After hubby heard him say that he was hopeless, he asked for my son's phone. He took the phone and said that at that moment, the phone represented all that was wrong (his connection to drugs) and he took the phone and threw it as hard as he could against the brick fireplace. When it continued to stay lit up, he stamped it with only his house shoe on. Those phones are heartier than you might think.
Hubby now has a stress fracture in his heel. He doesn't really recommend acting in a fit of anger. But, he got it all out.
A child facing the long road to recovery definitely fits the "or worse" portion of our marriage vows but you know what........we're better this time around. Now, don't get me wrong, this still isn't a cake walk. But, the first time we found out our son was using, we both panicked separately. Now, we're forming a plan as a team. Before we were angry with our son. Now, we make sure he feels only tough love. Before, we were individuals fighting to keep ourSELVES afloat, now we are a family forming a rescue plan for it's member who is in need of saving, no matter how hard it is to do the hard things necessary to save a loved one from the evils of addiction.
I think we're finally understanding our commitments.
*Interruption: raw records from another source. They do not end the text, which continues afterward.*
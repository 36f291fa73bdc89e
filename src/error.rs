//! Typed sort errors.
//!
//! Every variant is raised before the algorithm produces output: keys are
//! validated up front and options are checked on entry, so a failing call never
//! leaves a partially sorted result behind.

use crate::catalog::Algorithm;
use thiserror::Error;

/// Convenience alias for results returned by the distribution sorts.
pub type SortResult<T> = Result<T, SortError>;

/// Failure of a sort call.
#[derive(Debug, Clone, PartialEq, Eq, Error)]
pub enum SortError {
    /// A key was negative where only non-negative integers are allowed.
    #[error("{algorithm} requires non-negative integer keys, found {value} at position {index}")]
    NegativeKey {
        algorithm: Algorithm,
        index: usize,
        value: i128,
    },

    /// A numeric key was NaN or infinite.
    #[error("{algorithm} requires finite numeric keys, found a non-finite key at position {index}")]
    NonFiniteKey { algorithm: Algorithm, index: usize },

    /// The key range would need more pigeonholes than the allocation limit.
    #[error("key range spans {span} values, more than the {limit} pigeonholes allowed")]
    RangeTooWide { span: u128, limit: usize },

    /// An algorithm option was out of its accepted range.
    #[error("{algorithm}: {option} must be within {min}..={max}, got {value}")]
    InvalidOption {
        algorithm: Algorithm,
        option: &'static str,
        min: usize,
        max: usize,
        value: usize,
    },

    /// A distribution algorithm was asked to sort by a key that is only ordered.
    #[error("{algorithm} needs integer keys and cannot sort by an ordered-only key")]
    UnsupportedKey { algorithm: Algorithm },
}
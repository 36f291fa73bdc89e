//! Core traits and types shared by every algorithm.
//!
//! This module defines:
//! - [`NumericKey`] and [`IntegerKey`]: the key domains required by the distribution sorts.
//! - `Keyed`: an element paired with its extracted key.
//! - `decorate` / `finish`: copy-on-entry and the final (optionally reversed) unwrap.

/// An element paired with the key extracted from it.
///
/// Algorithms move `Keyed` values around instead of calling the key function on
/// every comparison, so the key function runs exactly once per element.
#[derive(Debug)]
pub(crate) struct Keyed<K, T> {
    pub key: K,
    pub item: T,
}

/// Copies the caller's elements and extracts their keys.
///
/// The caller's slice is never touched again; every algorithm works on the
/// returned vector.
pub(crate) fn decorate<T, K, F>(data: &[T], key: F) -> Vec<Keyed<K, T>>
where
    T: Clone,
    F: Fn(&T) -> K,
{
    data.iter()
        .map(|item| Keyed {
            key: key(item),
            item: item.clone(),
        })
        .collect()
}

/// Strips the keys, reversing the ascending result when `reverse` is set.
///
/// Reversal happens after sorting, so for unstable algorithms the order of
/// tied elements in descending mode is simply the mirror of ascending mode.
pub(crate) fn finish<K, T>(mut sorted: Vec<Keyed<K, T>>, reverse: bool) -> Vec<T> {
    if reverse {
        sorted.reverse();
    }
    sorted.into_iter().map(|k| k.item).collect()
}

/// Reorders `data` so that position `i` receives the element previously at `indices[i]`.
///
/// Runs in place by following permutation cycles. `indices` must be a permutation
/// of `0..data.len()`.
pub(crate) fn apply_permutation<E>(data: &mut [E], mut indices: Vec<usize>) {
    debug_assert_eq!(data.len(), indices.len());
    for i in 0..data.len() {
        let mut current = i;
        while indices[current] != i {
            let next = indices[current];
            data.swap(current, next);
            indices[current] = current; // placed
            current = next;
        }
        indices[current] = current;
    }
}

/// A key that bucket sort can place on a number line.
///
/// Implemented for every primitive integer and float type. Keys are compared
/// exactly with `PartialOrd`; `to_f64` is only used to pick a bucket, so
/// precision loss on very large integers never breaks the final order.
pub trait NumericKey: Copy + PartialOrd {
    /// Converts the key to `f64` for bucket placement.
    fn to_f64(self) -> f64;
}

/// A key that pigeonhole and radix sort can use as an integer.
///
/// The trait bound rules out non-integer keys at compile time. Negativity is
/// checked at runtime, before any output is produced.
pub trait IntegerKey: NumericKey + Ord {
    /// Widens the key to `i128` without loss.
    fn to_i128(self) -> i128;
}

macro_rules! impl_numeric_key {
    ($($t:ty)*) => ($(
        impl NumericKey for $t {
            #[inline(always)]
            fn to_f64(self) -> f64 {
                self as f64
            }
        }
    )*)
}

macro_rules! impl_integer_key {
    ($($t:ty)*) => ($(
        impl IntegerKey for $t {
            #[inline(always)]
            fn to_i128(self) -> i128 {
                self as i128
            }
        }
    )*)
}

impl_numeric_key! {
    u8 u16 u32 u64 usize
    i8 i16 i32 i64 i128 isize
    f32 f64
}

impl_integer_key! {
    u8 u16 u32 u64 usize
    i8 i16 i32 i64 i128 isize
}
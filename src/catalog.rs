//! The algorithm catalog.
//!
//! [`Algorithm`] names each of the twelve sorts, describes what it needs from
//! the key and whether it is stable, and dispatches to the matching function.

use crate::comparison::{
    adaptive_hybrid_sort, binary_insertion_sort, bitonic_sort, comb_sort, gnome_sort, heap_sort,
    quick_sort, selection_sort,
};
use crate::core::IntegerKey;
use crate::distribution::{bucket_sort, pigeonhole_sort, radix_sort};
use crate::error::{SortError, SortResult};
use crate::tree::tree_sort;
use std::fmt;
use std::str::FromStr;

/// What an algorithm requires of the key.
#[derive(Clone, Copy, Debug, PartialEq, Eq, Hash)]
pub enum KeyDomain {
    /// Any totally ordered key.
    Ordered,
    /// Any totally ordered key; power-of-two lengths use the native network,
    /// other lengths fall back to quicksort.
    OrderedPowerOfTwo,
    /// Integer keys that must all be `>= 0`.
    NonNegativeInteger,
    /// Finite integer or floating point keys.
    Numeric,
}

impl KeyDomain {
    /// `true` when a key that is merely `Ord` is enough.
    pub fn accepts_ordered(self) -> bool {
        matches!(self, KeyDomain::Ordered | KeyDomain::OrderedPowerOfTwo)
    }
}

/// One of the twelve sorting algorithms.
#[derive(Clone, Copy, Debug, PartialEq, Eq, Hash, PartialOrd, Ord)]
pub enum Algorithm {
    AdaptiveHybrid,
    Comb,
    Selection,
    Tree,
    Pigeonhole,
    Bucket,
    Quick,
    Heap,
    Bitonic,
    Gnome,
    BinaryInsertion,
    Radix,
}

impl Algorithm {
    /// Every algorithm, in reporting order.
    pub const ALL: [Algorithm; 12] = [
        Algorithm::AdaptiveHybrid,
        Algorithm::Comb,
        Algorithm::Selection,
        Algorithm::Tree,
        Algorithm::Pigeonhole,
        Algorithm::Bucket,
        Algorithm::Quick,
        Algorithm::Heap,
        Algorithm::Bitonic,
        Algorithm::Gnome,
        Algorithm::BinaryInsertion,
        Algorithm::Radix,
    ];

    /// Human-readable name, as printed in reports.
    pub fn name(self) -> &'static str {
        match self {
            Algorithm::AdaptiveHybrid => "Adaptive Hybrid Sort",
            Algorithm::Comb => "Comb Sort",
            Algorithm::Selection => "Selection Sort",
            Algorithm::Tree => "Tree Sort",
            Algorithm::Pigeonhole => "Pigeonhole Sort",
            Algorithm::Bucket => "Bucket Sort",
            Algorithm::Quick => "Quicksort",
            Algorithm::Heap => "Heap Sort",
            Algorithm::Bitonic => "Bitonic Sort",
            Algorithm::Gnome => "Gnome Sort",
            Algorithm::BinaryInsertion => "Binary Insertion Sort",
            Algorithm::Radix => "Radix Sort",
        }
    }

    /// Short kebab-case identifier, accepted by [`FromStr`] and the CLI.
    pub fn slug(self) -> &'static str {
        match self {
            Algorithm::AdaptiveHybrid => "adaptive-hybrid",
            Algorithm::Comb => "comb",
            Algorithm::Selection => "selection",
            Algorithm::Tree => "tree",
            Algorithm::Pigeonhole => "pigeonhole",
            Algorithm::Bucket => "bucket",
            Algorithm::Quick => "quick",
            Algorithm::Heap => "heap",
            Algorithm::Bitonic => "bitonic",
            Algorithm::Gnome => "gnome",
            Algorithm::BinaryInsertion => "binary-insertion",
            Algorithm::Radix => "radix",
        }
    }

    /// Whether equal keys keep their input order (in ascending mode).
    pub fn is_stable(self) -> bool {
        matches!(
            self,
            Algorithm::AdaptiveHybrid
                | Algorithm::BinaryInsertion
                | Algorithm::Tree
                | Algorithm::Pigeonhole
                | Algorithm::Bucket
                | Algorithm::Radix
        )
    }

    pub fn domain(self) -> KeyDomain {
        match self {
            Algorithm::Pigeonhole | Algorithm::Radix => KeyDomain::NonNegativeInteger,
            Algorithm::Bucket => KeyDomain::Numeric,
            Algorithm::Bitonic => KeyDomain::OrderedPowerOfTwo,
            _ => KeyDomain::Ordered,
        }
    }

    /// `true` for pigeonhole, bucket and radix sort.
    pub fn is_distribution(self) -> bool {
        !self.domain().accepts_ordered()
    }

    /// Sorts `data` by an integer key with this algorithm.
    ///
    /// Integer keys satisfy every algorithm's key bound, so all twelve can run.
    /// Bucket and radix sort use their default options.
    ///
    /// # Errors
    ///
    /// Whatever the selected distribution sort reports for out-of-domain keys.
    ///
    /// # Examples
    ///
    /// ```
    /// use keysort::catalog::Algorithm;
    ///
    /// for algorithm in Algorithm::ALL {
    ///     let sorted = algorithm.sort(&[5, 3, 8, 3, 1], |&x| x, false).unwrap();
    ///     assert_eq!(sorted, vec![1, 3, 3, 5, 8]);
    /// }
    /// ```
    pub fn sort<T, K, F>(self, data: &[T], key: F, reverse: bool) -> SortResult<Vec<T>>
    where
        T: Clone,
        K: IntegerKey,
        F: Fn(&T) -> K,
    {
        match self {
            Algorithm::Pigeonhole => pigeonhole_sort(data, key, reverse),
            Algorithm::Bucket => bucket_sort(data, key, reverse),
            Algorithm::Radix => radix_sort(data, key, reverse),
            _ => self.sort_ordered(data, key, reverse),
        }
    }

    /// Sorts `data` by a key that is only known to be totally ordered.
    ///
    /// # Errors
    ///
    /// [`SortError::UnsupportedKey`] for the distribution algorithms.
    pub fn sort_ordered<T, K, F>(self, data: &[T], key: F, reverse: bool) -> SortResult<Vec<T>>
    where
        T: Clone,
        K: Ord,
        F: Fn(&T) -> K,
    {
        let sorted = match self {
            Algorithm::AdaptiveHybrid => adaptive_hybrid_sort(data, key, reverse),
            Algorithm::Comb => comb_sort(data, key, reverse),
            Algorithm::Selection => selection_sort(data, key, reverse),
            Algorithm::Tree => tree_sort(data, key, reverse),
            Algorithm::Quick => quick_sort(data, key, reverse),
            Algorithm::Heap => heap_sort(data, key, reverse),
            Algorithm::Bitonic => bitonic_sort(data, key, reverse),
            Algorithm::Gnome => gnome_sort(data, key, reverse),
            Algorithm::BinaryInsertion => binary_insertion_sort(data, key, reverse),
            Algorithm::Pigeonhole | Algorithm::Bucket | Algorithm::Radix => {
                return Err(SortError::UnsupportedKey { algorithm: self });
            }
        };
        Ok(sorted)
    }

    /// Sorts with `ordered_key` for comparison algorithms and `integer_key` for
    /// distribution algorithms.
    ///
    /// Useful when the natural key is composite (say `(year, title)`) and the
    /// distribution sorts need an order-preserving integer encoding of it.
    ///
    /// # Errors
    ///
    /// Whatever the selected distribution sort reports for out-of-domain keys.
    pub fn sort_with_keys<T, O, I, FO, FI>(
        self,
        data: &[T],
        ordered_key: FO,
        integer_key: FI,
        reverse: bool,
    ) -> SortResult<Vec<T>>
    where
        T: Clone,
        O: Ord,
        I: IntegerKey,
        FO: Fn(&T) -> O,
        FI: Fn(&T) -> I,
    {
        if self.is_distribution() {
            self.sort(data, integer_key, reverse)
        } else {
            self.sort_ordered(data, ordered_key, reverse)
        }
    }
}

impl fmt::Display for Algorithm {
    fn fmt(&self, f: &mut fmt::Formatter<'_>) -> fmt::Result {
        f.write_str(self.name())
    }
}

/// Error returned when parsing an unknown algorithm name.
#[derive(Debug, Clone, PartialEq, Eq, thiserror::Error)]
#[error("unknown algorithm `{0}`")]
pub struct UnknownAlgorithm(pub String);

impl FromStr for Algorithm {
    type Err = UnknownAlgorithm;

    /// Accepts the slug (`binary-insertion`) or the display name
    /// (`Binary Insertion Sort`), case-insensitively.
    fn from_str(s: &str) -> Result<Self, Self::Err> {
        let wanted = s.trim();
        Algorithm::ALL
            .into_iter()
            .find(|a| a.slug().eq_ignore_ascii_case(wanted) || a.name().eq_ignore_ascii_case(wanted))
            .ok_or_else(|| UnknownAlgorithm(s.to_string()))
    }
}
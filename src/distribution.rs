//! Distribution (non-comparison) sorts: pigeonhole, bucket and radix.
//!
//! These restrict the key domain. Pigeonhole and radix sort need non-negative
//! integers, bucket sort needs finite numbers. The integer/numeric part is
//! enforced by the [`IntegerKey`] and [`NumericKey`] bounds; the runtime part
//! (sign, finiteness) is checked for every key before anything is moved, so a
//! rejected call returns an error and no output.
//!
//! All three place elements with a stable counting pass, which makes each of
//! them stable.

use crate::catalog::Algorithm;
use crate::core::{IntegerKey, Keyed, NumericKey, apply_permutation, decorate, finish};
use crate::error::{SortError, SortResult};
use cuneiform::cuneiform;
use log::debug;

/// Number of buckets used by [`bucket_sort`].
pub const DEFAULT_BUCKETS: usize = 10;

/// Upper bound accepted by [`bucket_sort_with_buckets`].
pub const MAX_BUCKETS: usize = 1 << 24;

/// Base used by [`radix_sort`].
pub const DEFAULT_RADIX_BASE: usize = 10;

/// Largest base accepted by [`radix_sort_with_base`].
pub const MAX_RADIX_BASE: usize = 256;

/// Largest key span (`max - min + 1`) pigeonhole sort will allocate holes for.
pub const MAX_PIGEONHOLES: usize = 1 << 27;

// Cache-aligned digit histogram.
#[cuneiform]
struct RadixCounts {
    data: [usize; MAX_RADIX_BASE],
}

/// Pigeonhole sort for non-negative integer keys.
///
/// Allocates one hole per integer between the smallest and largest key, so the
/// memory cost follows the key range rather than the element count. Stable.
///
/// # Errors
///
/// - [`SortError::NegativeKey`] if any key is below zero.
/// - [`SortError::RangeTooWide`] if the key span exceeds [`MAX_PIGEONHOLES`].
///
/// # Examples
///
/// ```
/// use keysort::distribution::pigeonhole_sort;
///
/// let sorted = pigeonhole_sort(&[5, 3, 8, 3, 1], |&x| x, false).unwrap();
/// assert_eq!(sorted, vec![1, 3, 3, 5, 8]);
///
/// assert!(pigeonhole_sort(&[3, -1, 5], |&x| x, false).is_err());
/// ```
pub fn pigeonhole_sort<T, K, F>(data: &[T], key: F, reverse: bool) -> SortResult<Vec<T>>
where
    T: Clone,
    K: IntegerKey,
    F: Fn(&T) -> K,
{
    let mut items = decorate(data, key);
    let values = non_negative(Algorithm::Pigeonhole, &items)?;

    if items.len() > 1 {
        let (min, max) = values
            .iter()
            .fold((u128::MAX, 0), |(lo, hi), &v| (lo.min(v), hi.max(v)));
        let span = max - min + 1;
        if span > MAX_PIGEONHOLES as u128 {
            debug!("pigeonhole sort: rejecting key span {span}");
            return Err(SortError::RangeTooWide {
                span,
                limit: MAX_PIGEONHOLES,
            });
        }

        let slots: Vec<usize> = values.iter().map(|&v| (v - min) as usize).collect();
        let mut holes = vec![0; span as usize];
        let order = counting_order(&slots, &mut holes);
        apply_permutation(&mut items, order);
    }

    Ok(finish(items, reverse))
}

/// Bucket sort with [`DEFAULT_BUCKETS`] buckets.
///
/// See [`bucket_sort_with_buckets`].
pub fn bucket_sort<T, K, F>(data: &[T], key: F, reverse: bool) -> SortResult<Vec<T>>
where
    T: Clone,
    K: NumericKey,
    F: Fn(&T) -> K,
{
    bucket_sort_with_buckets(data, key, reverse, DEFAULT_BUCKETS)
}

/// Bucket sort for finite numeric keys.
///
/// Keys are normalised to `[0, 1]` with the observed minimum and maximum and
/// scaled to a bucket index; the top of the range shares the last bucket. When
/// every key is equal they all land in the first bucket. Each bucket is then
/// insertion-sorted on the exact key. Stable.
///
/// # Errors
///
/// - [`SortError::InvalidOption`] if `buckets` is 0 or above [`MAX_BUCKETS`].
/// - [`SortError::NonFiniteKey`] if any key is NaN or infinite.
pub fn bucket_sort_with_buckets<T, K, F>(
    data: &[T],
    key: F,
    reverse: bool,
    buckets: usize,
) -> SortResult<Vec<T>>
where
    T: Clone,
    K: NumericKey,
    F: Fn(&T) -> K,
{
    check_option(Algorithm::Bucket, "buckets", buckets, 1, MAX_BUCKETS)?;
    let mut items = decorate(data, key);
    let values = finite(Algorithm::Bucket, &items)?;

    if items.len() > 1 {
        let (min, max) = values
            .iter()
            .fold((f64::INFINITY, f64::NEG_INFINITY), |(lo, hi), &v| {
                (lo.min(v), hi.max(v))
            });

        // Halved so that max - min cannot overflow to infinity.
        let half_min = min / 2.0;
        let range = if max > min { max / 2.0 - half_min } else { 1.0 };
        let scale = buckets as f64;

        let slots: Vec<usize> = values
            .iter()
            .map(|&v| (((v / 2.0 - half_min) / range * scale) as usize).min(buckets - 1))
            .collect();

        let mut ends = vec![0; buckets];
        let order = counting_order(&slots, &mut ends);
        apply_permutation(&mut items, order);

        let mut start = 0;
        for &end in &ends {
            insertion(&mut items[start..end]);
            start = end;
        }
    }

    Ok(finish(items, reverse))
}

/// LSD radix sort in base [`DEFAULT_RADIX_BASE`].
///
/// See [`radix_sort_with_base`].
pub fn radix_sort<T, K, F>(data: &[T], key: F, reverse: bool) -> SortResult<Vec<T>>
where
    T: Clone,
    K: IntegerKey,
    F: Fn(&T) -> K,
{
    radix_sort_with_base(data, key, reverse, DEFAULT_RADIX_BASE)
}

/// LSD radix sort for non-negative integer keys.
///
/// One stable counting pass per digit, least significant first, stopping once
/// the largest key has no digits left. Stable.
///
/// # Errors
///
/// - [`SortError::InvalidOption`] if `base` is outside `2..=MAX_RADIX_BASE`.
/// - [`SortError::NegativeKey`] if any key is below zero.
///
/// # Examples
///
/// ```
/// use keysort::distribution::radix_sort_with_base;
///
/// let sorted = radix_sort_with_base(&[170u32, 45, 75, 90, 802, 24, 2, 66], |&x| x, false, 16).unwrap();
/// assert_eq!(sorted, vec![2, 24, 45, 66, 75, 90, 170, 802]);
/// ```
pub fn radix_sort_with_base<T, K, F>(
    data: &[T],
    key: F,
    reverse: bool,
    base: usize,
) -> SortResult<Vec<T>>
where
    T: Clone,
    K: IntegerKey,
    F: Fn(&T) -> K,
{
    check_option(Algorithm::Radix, "base", base, 2, MAX_RADIX_BASE)?;
    let mut items = decorate(data, key);
    let mut values = non_negative(Algorithm::Radix, &items)?;

    if items.len() > 1 {
        let max = values.iter().copied().max().unwrap_or(0);
        let radix = base as u128;
        let mut counts = RadixCounts {
            data: [0; MAX_RADIX_BASE],
        };
        let mut slots = vec![0; items.len()];
        let mut exp: u128 = 1;

        while max / exp > 0 {
            slots
                .iter_mut()
                .zip(values.iter())
                .for_each(|(slot, &v)| *slot = ((v / exp) % radix) as usize);

            counts.data.fill(0);
            let order = counting_order(&slots, &mut counts.data[..base]);
            values = order.iter().map(|&i| values[i]).collect();
            apply_permutation(&mut items, order);

            match exp.checked_mul(radix) {
                Some(next) => exp = next,
                None => break,
            }
        }
    }

    Ok(finish(items, reverse))
}

/// Stable counting placement.
///
/// `counts` must be zeroed and have one entry per slot value. Returns the gather
/// order listing elements slot by slot, in input order within each slot. On
/// return `counts[s]` holds the end offset of slot `s`.
fn counting_order(slots: &[usize], counts: &mut [usize]) -> Vec<usize> {
    slots.iter().for_each(|&s| counts[s] += 1);

    let mut sum = 0;
    counts.iter_mut().for_each(|count| {
        let n = *count;
        *count = sum;
        sum += n;
    });

    let mut order = vec![0; slots.len()];
    slots.iter().enumerate().for_each(|(i, &s)| {
        order[counts[s]] = i;
        counts[s] += 1;
    });
    order
}

/// Stable insertion sort on the exact (already validated) keys.
fn insertion<K: PartialOrd, T>(v: &mut [Keyed<K, T>]) {
    for i in 1..v.len() {
        let mut j = i;
        while j > 0 && v[j - 1].key > v[j].key {
            v.swap(j - 1, j);
            j -= 1;
        }
    }
}

fn non_negative<K: IntegerKey, T>(
    algorithm: Algorithm,
    items: &[Keyed<K, T>],
) -> SortResult<Vec<u128>> {
    items
        .iter()
        .enumerate()
        .map(|(index, e)| {
            let value = e.key.to_i128();
            u128::try_from(value).map_err(|_| SortError::NegativeKey {
                algorithm,
                index,
                value,
            })
        })
        .collect::<SortResult<Vec<u128>>>()
        .inspect_err(|e| debug!("{e}"))
}

fn finite<K: NumericKey, T>(algorithm: Algorithm, items: &[Keyed<K, T>]) -> SortResult<Vec<f64>> {
    items
        .iter()
        .enumerate()
        .map(|(index, e)| {
            let value = e.key.to_f64();
            if value.is_finite() {
                Ok(value)
            } else {
                Err(SortError::NonFiniteKey { algorithm, index })
            }
        })
        .collect::<SortResult<Vec<f64>>>()
        .inspect_err(|e| debug!("{e}"))
}

fn check_option(
    algorithm: Algorithm,
    option: &'static str,
    value: usize,
    min: usize,
    max: usize,
) -> SortResult<()> {
    if (min..=max).contains(&value) {
        Ok(())
    } else {
        Err(SortError::InvalidOption {
            algorithm,
            option,
            min,
            max,
            value,
        })
    }
}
Funny, how we behave just like the kids in having to test the rule ourselves just to make sure it is true.
Son is at detox. We went for the only visitation day (yesterday) and began the conversation of how he was gonna have to come up with his own plan after the 30 days. Just 24 hours since intake and my how different he looks. The phrase Clean and Sober....is one that I understand so much more now.
Today, I am thankful for our spiritual growth. I am thankful for another chance. I pray for strength in our journey. I pray for recovery for all of our addicted loved ones and I pray for the soul of Henry.
End note: the I phone still works!! We couldn't believe it. Maybe I'll write to Apple.